RECORDS SUPPLIED –
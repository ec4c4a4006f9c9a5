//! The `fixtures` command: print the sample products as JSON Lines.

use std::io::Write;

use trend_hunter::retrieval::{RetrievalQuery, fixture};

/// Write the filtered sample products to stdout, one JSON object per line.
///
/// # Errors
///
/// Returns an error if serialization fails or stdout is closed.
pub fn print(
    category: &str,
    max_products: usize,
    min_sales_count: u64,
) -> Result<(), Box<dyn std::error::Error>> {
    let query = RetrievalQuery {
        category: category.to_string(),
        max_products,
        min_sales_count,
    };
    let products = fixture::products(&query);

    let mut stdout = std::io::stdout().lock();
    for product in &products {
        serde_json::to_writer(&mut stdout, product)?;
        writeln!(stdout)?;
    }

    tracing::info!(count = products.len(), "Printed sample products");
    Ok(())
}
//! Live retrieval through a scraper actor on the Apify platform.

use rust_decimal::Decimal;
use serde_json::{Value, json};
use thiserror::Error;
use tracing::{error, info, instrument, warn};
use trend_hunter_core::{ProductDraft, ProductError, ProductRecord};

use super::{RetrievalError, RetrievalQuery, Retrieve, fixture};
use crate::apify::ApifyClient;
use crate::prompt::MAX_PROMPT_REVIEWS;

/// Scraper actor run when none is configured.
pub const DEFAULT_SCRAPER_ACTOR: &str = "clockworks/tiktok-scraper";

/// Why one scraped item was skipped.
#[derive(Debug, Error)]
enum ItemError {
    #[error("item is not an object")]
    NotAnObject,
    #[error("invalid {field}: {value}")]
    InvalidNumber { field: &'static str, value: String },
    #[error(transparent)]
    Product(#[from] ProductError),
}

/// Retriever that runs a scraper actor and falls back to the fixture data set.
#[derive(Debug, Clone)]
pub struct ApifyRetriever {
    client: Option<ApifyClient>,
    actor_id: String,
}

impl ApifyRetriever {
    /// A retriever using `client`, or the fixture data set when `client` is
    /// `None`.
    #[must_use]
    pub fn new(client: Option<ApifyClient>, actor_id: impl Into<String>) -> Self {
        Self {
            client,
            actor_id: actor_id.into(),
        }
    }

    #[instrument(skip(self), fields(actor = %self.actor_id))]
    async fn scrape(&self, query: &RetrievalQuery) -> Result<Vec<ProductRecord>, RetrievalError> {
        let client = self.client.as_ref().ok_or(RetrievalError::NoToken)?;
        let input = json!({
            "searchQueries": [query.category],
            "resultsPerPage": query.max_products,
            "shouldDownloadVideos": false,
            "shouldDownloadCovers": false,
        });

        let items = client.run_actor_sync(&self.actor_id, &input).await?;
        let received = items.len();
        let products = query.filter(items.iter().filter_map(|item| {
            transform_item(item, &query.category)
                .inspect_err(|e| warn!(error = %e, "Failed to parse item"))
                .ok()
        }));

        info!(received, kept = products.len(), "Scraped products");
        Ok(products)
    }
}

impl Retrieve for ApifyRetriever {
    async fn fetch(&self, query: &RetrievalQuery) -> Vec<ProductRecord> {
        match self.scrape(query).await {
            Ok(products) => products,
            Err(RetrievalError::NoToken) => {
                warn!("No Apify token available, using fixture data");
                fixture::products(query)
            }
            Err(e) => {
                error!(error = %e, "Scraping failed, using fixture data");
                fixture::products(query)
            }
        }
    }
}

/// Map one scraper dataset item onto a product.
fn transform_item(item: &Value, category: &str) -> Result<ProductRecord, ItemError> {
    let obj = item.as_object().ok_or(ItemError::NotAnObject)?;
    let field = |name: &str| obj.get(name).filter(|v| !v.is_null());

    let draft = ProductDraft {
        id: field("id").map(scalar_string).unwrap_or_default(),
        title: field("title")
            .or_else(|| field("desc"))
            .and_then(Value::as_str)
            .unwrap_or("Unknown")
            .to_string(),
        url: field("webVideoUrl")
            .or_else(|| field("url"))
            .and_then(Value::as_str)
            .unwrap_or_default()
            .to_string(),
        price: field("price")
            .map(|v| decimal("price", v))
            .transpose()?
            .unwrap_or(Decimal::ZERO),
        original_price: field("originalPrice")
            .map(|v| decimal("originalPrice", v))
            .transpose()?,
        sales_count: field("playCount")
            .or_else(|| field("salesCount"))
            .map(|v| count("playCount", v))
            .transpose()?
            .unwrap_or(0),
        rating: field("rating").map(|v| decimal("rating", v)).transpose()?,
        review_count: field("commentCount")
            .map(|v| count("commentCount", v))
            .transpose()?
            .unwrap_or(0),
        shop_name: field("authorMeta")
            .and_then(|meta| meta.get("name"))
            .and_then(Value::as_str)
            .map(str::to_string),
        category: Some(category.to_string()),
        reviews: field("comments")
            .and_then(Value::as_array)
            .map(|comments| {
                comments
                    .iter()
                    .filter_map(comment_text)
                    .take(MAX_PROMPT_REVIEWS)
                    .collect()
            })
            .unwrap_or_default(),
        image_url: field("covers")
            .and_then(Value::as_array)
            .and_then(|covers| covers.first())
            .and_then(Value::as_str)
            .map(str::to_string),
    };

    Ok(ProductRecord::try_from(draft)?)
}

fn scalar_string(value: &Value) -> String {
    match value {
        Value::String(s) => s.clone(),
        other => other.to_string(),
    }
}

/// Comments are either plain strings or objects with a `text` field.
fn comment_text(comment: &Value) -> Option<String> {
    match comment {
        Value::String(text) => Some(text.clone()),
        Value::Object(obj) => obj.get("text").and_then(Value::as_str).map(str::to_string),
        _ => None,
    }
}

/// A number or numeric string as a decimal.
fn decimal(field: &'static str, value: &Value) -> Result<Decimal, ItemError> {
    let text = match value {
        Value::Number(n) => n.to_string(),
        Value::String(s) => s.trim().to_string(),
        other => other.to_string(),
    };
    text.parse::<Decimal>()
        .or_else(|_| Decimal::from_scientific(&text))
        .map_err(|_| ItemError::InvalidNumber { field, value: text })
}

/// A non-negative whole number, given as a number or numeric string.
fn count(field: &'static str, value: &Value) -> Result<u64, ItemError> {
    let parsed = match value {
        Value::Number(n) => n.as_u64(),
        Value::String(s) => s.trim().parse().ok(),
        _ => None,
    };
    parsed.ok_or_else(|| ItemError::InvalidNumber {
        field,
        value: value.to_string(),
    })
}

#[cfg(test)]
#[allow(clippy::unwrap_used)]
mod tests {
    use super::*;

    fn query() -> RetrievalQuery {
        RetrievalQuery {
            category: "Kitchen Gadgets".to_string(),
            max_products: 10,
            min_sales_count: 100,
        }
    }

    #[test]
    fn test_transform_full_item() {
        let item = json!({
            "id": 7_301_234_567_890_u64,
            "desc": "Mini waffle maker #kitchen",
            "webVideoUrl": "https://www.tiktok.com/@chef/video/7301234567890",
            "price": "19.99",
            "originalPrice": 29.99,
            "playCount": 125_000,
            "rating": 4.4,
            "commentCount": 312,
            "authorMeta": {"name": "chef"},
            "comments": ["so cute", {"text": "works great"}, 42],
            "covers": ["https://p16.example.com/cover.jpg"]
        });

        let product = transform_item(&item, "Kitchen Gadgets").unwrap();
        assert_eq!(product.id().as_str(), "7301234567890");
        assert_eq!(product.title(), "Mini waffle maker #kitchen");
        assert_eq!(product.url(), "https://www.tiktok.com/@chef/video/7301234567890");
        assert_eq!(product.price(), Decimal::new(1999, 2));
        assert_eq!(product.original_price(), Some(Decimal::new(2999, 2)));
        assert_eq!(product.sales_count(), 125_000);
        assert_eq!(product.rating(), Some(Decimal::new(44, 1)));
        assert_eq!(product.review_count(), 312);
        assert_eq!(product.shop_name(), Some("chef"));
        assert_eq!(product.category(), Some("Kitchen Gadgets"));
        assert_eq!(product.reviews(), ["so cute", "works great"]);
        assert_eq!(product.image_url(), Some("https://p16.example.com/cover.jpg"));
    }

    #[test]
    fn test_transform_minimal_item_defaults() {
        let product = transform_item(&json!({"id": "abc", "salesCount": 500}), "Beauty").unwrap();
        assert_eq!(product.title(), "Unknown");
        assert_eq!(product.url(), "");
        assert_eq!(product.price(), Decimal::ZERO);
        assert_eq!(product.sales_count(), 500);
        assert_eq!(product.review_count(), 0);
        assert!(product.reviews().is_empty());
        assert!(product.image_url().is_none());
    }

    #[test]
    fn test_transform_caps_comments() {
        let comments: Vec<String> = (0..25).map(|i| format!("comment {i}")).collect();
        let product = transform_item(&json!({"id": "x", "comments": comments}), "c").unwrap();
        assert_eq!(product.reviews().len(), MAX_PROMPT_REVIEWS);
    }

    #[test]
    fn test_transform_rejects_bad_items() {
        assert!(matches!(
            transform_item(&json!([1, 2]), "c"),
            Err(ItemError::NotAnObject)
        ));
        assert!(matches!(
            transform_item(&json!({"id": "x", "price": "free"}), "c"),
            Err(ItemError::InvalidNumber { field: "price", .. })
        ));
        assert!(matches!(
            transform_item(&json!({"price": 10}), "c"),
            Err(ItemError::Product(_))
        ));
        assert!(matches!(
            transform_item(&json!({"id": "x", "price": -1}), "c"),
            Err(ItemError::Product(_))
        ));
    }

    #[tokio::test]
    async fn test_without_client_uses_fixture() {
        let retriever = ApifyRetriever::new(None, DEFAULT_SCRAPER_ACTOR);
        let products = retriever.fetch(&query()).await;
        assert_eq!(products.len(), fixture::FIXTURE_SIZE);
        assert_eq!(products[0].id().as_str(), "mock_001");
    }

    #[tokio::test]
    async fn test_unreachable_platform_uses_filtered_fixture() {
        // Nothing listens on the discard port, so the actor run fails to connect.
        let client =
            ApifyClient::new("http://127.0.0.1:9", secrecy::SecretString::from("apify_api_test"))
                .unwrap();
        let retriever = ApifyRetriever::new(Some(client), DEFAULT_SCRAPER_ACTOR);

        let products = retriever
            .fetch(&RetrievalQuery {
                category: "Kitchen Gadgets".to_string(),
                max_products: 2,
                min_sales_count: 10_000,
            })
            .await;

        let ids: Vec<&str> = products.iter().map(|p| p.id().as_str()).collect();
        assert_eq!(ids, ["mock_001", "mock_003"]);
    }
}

---

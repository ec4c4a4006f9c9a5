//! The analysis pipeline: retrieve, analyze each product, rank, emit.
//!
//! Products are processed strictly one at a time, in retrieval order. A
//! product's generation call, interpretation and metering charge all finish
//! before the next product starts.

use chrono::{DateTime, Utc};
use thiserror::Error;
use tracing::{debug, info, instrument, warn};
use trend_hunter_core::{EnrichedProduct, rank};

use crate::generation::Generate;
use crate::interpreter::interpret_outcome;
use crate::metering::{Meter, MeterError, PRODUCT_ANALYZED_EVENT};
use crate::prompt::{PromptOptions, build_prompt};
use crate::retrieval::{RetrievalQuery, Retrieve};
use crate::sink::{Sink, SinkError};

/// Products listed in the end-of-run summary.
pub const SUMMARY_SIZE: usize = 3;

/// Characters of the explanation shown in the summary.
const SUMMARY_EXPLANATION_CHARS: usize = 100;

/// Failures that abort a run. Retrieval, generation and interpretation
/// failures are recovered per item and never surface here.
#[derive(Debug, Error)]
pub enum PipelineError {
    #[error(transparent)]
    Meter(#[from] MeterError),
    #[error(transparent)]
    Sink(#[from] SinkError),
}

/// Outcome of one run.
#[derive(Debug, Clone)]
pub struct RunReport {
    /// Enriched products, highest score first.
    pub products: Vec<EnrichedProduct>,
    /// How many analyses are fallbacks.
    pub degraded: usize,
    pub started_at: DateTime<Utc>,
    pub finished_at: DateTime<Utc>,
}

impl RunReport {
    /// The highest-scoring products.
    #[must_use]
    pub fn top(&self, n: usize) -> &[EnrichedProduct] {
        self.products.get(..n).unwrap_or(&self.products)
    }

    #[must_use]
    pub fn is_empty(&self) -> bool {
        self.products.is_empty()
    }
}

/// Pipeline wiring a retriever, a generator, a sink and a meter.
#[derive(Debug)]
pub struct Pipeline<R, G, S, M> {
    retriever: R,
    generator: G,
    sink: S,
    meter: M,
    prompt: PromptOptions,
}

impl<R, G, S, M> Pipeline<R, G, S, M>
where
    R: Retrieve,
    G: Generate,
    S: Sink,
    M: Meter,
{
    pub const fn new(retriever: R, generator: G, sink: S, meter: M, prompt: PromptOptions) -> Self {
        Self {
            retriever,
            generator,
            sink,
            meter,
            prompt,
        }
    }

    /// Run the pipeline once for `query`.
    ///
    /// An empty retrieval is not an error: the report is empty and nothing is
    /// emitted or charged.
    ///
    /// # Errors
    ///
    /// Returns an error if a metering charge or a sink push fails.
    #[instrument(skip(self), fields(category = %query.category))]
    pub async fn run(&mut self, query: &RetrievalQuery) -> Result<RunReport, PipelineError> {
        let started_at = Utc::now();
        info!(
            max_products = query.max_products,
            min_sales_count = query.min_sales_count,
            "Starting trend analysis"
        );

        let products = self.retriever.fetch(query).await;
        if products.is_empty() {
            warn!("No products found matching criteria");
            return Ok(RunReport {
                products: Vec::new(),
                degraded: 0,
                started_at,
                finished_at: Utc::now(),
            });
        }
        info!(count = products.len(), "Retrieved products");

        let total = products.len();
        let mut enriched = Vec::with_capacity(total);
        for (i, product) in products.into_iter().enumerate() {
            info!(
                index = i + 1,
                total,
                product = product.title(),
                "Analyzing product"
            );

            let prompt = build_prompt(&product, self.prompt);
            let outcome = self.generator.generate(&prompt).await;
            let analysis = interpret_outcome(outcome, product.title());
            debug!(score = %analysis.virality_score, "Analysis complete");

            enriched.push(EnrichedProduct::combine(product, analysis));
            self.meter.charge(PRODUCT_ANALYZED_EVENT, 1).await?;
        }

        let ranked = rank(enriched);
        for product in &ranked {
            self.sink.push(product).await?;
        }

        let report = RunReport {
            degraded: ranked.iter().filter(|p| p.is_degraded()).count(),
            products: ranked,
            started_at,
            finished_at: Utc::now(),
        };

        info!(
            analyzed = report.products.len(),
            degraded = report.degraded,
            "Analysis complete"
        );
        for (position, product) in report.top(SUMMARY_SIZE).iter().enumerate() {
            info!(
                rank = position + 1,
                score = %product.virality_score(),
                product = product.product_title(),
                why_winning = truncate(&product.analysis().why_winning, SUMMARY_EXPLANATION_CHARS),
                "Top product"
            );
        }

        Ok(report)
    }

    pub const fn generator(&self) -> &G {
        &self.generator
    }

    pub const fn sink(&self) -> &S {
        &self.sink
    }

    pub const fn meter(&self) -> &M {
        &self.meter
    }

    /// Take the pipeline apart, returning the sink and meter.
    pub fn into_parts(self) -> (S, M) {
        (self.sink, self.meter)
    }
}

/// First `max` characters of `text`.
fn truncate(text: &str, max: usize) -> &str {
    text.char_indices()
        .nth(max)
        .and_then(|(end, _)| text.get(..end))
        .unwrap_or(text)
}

REQUIRED ACTION – The answer must consist of every line from the records above that holds "false".

ANSWER TO THIS PROBLEM –
            "shouldDownloadVideos": false,
            "shouldDownloadCovers": false,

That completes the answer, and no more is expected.